Identify all lines in the data containing the string "filename". Copy them out.

—————

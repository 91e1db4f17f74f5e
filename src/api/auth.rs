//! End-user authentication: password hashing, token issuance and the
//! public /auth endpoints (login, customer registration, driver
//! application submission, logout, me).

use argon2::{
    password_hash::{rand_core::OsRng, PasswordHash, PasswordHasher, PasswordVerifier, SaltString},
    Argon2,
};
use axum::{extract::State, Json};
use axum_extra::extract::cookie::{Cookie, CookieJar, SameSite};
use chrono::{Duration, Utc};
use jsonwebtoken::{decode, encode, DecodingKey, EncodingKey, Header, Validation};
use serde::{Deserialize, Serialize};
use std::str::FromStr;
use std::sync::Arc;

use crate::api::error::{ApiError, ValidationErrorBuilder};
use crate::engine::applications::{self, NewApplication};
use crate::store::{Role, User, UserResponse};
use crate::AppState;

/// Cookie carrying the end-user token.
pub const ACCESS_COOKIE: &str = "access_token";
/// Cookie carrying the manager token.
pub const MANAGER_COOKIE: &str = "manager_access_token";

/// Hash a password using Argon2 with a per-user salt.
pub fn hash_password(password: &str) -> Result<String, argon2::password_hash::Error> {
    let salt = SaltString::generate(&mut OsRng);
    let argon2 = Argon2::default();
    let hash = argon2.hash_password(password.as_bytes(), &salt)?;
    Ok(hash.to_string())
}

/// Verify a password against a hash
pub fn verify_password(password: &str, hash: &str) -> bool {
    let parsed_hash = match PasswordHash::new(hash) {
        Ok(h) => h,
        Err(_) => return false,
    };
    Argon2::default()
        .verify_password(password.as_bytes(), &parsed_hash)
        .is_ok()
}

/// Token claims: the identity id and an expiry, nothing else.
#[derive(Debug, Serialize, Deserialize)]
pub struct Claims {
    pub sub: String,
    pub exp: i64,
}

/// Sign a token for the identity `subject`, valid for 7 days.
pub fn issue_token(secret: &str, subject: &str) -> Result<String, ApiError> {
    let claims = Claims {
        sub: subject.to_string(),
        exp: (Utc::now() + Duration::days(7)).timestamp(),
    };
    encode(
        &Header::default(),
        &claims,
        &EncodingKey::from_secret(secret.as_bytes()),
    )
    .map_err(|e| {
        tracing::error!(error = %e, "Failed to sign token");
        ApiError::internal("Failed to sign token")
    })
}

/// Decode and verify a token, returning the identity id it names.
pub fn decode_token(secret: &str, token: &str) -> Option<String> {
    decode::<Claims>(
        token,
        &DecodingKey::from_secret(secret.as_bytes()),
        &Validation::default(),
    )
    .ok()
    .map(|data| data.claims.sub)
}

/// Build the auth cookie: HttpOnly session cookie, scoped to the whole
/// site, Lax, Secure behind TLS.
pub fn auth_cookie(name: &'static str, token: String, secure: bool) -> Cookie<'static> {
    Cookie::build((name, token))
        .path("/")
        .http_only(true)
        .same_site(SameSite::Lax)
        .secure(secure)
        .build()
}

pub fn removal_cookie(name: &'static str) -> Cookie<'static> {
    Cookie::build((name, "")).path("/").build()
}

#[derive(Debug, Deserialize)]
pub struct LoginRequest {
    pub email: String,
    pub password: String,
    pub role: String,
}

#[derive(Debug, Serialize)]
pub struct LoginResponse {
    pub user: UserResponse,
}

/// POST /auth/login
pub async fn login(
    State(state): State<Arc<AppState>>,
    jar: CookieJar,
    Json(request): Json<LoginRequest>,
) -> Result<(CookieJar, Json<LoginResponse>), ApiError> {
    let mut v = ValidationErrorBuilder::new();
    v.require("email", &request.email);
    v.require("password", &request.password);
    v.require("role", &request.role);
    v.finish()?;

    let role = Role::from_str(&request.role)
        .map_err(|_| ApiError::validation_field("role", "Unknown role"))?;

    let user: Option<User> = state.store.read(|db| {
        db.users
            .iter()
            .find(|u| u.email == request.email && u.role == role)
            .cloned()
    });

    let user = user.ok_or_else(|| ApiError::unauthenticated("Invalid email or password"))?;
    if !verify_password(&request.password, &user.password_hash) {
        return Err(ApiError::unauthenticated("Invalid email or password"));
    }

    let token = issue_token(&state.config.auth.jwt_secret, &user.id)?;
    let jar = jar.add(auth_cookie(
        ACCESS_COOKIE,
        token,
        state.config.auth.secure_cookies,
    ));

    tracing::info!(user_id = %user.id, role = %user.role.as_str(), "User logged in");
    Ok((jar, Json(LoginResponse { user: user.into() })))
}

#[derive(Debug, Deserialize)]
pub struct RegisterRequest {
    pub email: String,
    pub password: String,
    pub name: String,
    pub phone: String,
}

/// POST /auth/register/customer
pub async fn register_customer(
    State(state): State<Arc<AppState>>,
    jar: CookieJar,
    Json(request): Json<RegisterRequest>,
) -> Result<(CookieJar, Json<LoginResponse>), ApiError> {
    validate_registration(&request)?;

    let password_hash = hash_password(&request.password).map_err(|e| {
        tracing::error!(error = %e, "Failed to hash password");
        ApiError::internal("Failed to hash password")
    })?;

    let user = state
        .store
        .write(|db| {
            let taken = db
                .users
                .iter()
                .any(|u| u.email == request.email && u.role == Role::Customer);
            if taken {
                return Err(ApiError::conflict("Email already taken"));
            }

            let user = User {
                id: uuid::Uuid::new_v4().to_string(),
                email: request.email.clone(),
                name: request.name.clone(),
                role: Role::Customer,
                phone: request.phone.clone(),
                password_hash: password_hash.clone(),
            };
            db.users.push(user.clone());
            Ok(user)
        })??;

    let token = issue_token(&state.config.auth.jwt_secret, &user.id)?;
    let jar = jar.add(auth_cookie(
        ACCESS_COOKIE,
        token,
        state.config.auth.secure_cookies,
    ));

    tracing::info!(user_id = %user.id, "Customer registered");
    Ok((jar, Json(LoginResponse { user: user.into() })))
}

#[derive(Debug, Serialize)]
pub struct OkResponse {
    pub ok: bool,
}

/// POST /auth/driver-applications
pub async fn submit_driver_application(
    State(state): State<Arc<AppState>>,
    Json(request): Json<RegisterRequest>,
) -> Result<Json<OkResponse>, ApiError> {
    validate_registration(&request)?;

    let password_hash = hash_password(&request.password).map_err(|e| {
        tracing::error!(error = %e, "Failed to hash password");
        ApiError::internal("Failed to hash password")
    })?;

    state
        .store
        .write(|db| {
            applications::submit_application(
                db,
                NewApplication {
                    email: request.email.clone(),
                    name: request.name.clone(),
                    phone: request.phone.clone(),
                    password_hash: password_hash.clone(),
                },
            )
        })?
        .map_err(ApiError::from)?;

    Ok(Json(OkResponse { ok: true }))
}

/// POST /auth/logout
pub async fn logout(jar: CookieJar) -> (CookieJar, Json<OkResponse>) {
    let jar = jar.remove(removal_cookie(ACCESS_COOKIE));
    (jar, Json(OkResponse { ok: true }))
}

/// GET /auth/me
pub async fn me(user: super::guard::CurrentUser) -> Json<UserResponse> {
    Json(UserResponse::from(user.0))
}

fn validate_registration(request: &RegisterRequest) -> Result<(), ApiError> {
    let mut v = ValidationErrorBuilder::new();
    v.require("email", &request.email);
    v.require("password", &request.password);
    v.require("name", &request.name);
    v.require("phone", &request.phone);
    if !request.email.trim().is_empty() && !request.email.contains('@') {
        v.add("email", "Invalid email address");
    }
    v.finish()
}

—————

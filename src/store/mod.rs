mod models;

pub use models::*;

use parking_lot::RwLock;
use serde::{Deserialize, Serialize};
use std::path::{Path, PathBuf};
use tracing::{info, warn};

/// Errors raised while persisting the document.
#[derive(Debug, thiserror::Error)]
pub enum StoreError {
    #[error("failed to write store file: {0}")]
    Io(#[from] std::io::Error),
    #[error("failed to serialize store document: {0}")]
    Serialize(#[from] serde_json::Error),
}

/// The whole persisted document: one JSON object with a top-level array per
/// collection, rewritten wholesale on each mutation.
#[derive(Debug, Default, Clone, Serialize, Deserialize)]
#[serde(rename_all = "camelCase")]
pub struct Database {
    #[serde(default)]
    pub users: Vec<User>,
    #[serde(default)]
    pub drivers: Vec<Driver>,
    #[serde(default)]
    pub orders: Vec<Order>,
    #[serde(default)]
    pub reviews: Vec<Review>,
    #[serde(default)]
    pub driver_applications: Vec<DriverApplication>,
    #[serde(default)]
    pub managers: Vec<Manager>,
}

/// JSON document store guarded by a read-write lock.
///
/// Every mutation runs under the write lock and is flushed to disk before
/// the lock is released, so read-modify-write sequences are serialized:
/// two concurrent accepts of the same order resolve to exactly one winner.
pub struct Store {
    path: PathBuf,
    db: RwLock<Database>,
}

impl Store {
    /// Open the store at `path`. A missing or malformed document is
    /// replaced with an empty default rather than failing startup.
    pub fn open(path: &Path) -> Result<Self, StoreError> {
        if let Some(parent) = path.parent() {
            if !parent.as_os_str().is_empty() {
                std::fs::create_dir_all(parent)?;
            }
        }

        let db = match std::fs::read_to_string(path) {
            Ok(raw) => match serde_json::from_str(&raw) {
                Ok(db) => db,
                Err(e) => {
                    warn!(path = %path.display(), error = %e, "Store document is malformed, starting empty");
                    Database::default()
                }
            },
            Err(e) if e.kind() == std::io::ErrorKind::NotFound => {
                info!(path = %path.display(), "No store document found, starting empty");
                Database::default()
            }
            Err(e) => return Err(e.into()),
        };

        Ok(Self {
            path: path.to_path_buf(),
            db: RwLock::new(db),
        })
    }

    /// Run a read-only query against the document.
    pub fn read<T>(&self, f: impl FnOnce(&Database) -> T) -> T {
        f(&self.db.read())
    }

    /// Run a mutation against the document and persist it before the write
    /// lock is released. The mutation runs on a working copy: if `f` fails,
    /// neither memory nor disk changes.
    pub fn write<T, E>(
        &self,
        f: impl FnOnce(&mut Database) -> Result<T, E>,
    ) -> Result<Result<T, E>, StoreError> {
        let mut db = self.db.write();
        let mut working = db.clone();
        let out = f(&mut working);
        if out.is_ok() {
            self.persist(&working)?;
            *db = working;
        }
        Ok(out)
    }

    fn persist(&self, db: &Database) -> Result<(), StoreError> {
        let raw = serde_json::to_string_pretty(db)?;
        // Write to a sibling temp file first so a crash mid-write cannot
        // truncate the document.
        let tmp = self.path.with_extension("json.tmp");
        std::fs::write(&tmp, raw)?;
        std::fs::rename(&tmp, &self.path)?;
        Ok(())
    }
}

—————

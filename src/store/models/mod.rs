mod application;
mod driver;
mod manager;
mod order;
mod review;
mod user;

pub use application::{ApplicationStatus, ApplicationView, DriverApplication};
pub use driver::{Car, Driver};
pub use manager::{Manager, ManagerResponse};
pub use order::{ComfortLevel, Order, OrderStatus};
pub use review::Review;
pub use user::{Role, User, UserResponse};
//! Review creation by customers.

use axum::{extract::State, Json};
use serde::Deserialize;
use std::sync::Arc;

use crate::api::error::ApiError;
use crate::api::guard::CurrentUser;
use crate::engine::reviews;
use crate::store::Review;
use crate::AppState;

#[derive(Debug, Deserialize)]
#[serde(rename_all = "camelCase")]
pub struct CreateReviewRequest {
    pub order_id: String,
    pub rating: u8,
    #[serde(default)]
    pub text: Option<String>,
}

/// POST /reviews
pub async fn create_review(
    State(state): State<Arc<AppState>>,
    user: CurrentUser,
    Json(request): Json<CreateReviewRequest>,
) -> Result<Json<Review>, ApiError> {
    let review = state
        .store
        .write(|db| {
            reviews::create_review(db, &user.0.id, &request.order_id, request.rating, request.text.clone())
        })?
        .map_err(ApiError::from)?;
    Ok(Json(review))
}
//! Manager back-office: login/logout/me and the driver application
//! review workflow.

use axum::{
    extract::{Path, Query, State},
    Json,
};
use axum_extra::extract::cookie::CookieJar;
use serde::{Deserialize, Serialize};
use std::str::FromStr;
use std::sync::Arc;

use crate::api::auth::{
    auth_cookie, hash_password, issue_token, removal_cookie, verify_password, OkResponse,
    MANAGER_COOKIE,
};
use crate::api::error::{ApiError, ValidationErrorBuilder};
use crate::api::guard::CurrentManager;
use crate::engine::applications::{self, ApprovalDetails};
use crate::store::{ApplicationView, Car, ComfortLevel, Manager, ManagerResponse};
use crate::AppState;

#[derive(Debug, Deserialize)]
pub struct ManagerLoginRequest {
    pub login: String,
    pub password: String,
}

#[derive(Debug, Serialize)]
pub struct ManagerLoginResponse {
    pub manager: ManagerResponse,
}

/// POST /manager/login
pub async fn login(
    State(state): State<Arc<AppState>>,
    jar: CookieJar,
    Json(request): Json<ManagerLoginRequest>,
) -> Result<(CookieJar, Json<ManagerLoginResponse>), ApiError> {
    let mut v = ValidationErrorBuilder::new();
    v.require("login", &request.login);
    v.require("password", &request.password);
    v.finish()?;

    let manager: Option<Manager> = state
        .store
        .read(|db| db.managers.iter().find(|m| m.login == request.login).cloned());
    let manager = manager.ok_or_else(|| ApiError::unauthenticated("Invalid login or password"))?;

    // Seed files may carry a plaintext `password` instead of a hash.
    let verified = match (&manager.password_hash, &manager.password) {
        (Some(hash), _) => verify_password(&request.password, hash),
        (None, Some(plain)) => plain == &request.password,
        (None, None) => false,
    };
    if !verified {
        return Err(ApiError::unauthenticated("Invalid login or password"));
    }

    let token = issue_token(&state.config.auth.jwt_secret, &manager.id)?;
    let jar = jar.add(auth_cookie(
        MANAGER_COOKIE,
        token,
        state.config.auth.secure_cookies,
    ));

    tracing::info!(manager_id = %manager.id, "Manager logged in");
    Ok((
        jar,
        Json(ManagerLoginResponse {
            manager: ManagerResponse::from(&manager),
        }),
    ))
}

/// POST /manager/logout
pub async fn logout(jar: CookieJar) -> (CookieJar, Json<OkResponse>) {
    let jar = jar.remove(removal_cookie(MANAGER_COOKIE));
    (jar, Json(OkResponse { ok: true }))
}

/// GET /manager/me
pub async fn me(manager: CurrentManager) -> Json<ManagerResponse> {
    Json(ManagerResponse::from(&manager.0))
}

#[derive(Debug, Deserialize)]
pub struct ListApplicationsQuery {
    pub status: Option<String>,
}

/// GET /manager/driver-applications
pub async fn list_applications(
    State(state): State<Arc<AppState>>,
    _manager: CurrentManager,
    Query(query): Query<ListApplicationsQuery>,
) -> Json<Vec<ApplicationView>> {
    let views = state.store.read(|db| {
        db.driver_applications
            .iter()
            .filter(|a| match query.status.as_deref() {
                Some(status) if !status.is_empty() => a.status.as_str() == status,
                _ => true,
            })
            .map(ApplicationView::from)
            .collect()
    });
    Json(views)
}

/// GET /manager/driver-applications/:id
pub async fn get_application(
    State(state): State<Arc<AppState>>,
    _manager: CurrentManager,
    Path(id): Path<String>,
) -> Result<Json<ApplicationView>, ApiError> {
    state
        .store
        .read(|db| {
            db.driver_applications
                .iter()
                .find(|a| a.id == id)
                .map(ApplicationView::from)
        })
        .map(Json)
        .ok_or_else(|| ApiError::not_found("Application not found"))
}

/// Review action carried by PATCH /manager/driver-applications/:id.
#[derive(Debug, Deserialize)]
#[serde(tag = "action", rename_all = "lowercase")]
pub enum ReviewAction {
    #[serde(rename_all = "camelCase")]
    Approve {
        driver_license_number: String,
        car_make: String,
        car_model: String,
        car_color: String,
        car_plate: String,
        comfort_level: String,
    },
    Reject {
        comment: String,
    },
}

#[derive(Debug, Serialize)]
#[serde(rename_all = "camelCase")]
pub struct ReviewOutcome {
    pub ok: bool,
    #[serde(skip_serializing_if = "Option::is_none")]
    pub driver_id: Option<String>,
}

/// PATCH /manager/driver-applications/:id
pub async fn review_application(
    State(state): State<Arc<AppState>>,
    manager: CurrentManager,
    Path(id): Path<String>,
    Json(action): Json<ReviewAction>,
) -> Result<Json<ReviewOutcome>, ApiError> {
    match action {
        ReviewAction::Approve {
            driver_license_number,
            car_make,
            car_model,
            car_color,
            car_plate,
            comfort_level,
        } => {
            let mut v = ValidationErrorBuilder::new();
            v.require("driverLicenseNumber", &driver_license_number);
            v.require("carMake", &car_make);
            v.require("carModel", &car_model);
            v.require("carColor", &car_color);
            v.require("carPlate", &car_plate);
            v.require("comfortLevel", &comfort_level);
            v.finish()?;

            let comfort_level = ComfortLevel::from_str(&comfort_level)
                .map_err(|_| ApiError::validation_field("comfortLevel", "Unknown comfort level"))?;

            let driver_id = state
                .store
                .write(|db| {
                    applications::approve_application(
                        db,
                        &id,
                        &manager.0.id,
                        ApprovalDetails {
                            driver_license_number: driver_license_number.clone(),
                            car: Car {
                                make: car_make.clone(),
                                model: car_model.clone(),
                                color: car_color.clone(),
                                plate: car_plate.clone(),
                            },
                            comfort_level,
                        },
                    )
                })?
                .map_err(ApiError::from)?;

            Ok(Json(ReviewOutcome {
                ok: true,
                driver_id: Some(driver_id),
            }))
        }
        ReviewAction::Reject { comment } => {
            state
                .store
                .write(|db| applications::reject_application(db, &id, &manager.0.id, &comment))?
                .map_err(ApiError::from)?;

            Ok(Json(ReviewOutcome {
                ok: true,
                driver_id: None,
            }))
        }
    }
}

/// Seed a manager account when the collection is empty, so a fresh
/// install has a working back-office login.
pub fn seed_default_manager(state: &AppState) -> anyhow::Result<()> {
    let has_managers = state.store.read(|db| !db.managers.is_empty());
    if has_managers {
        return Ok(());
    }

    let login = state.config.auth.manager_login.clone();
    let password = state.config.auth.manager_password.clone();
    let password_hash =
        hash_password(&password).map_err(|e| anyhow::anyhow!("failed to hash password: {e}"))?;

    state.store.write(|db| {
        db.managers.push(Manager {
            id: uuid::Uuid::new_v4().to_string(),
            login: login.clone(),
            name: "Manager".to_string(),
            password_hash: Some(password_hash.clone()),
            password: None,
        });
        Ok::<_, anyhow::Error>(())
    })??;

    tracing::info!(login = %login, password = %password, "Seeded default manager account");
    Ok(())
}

—————

### EXPECTED ANSWER
filename src/api/auth.rs
filename src/store/mod.rs
filename src/store/models/mod.rs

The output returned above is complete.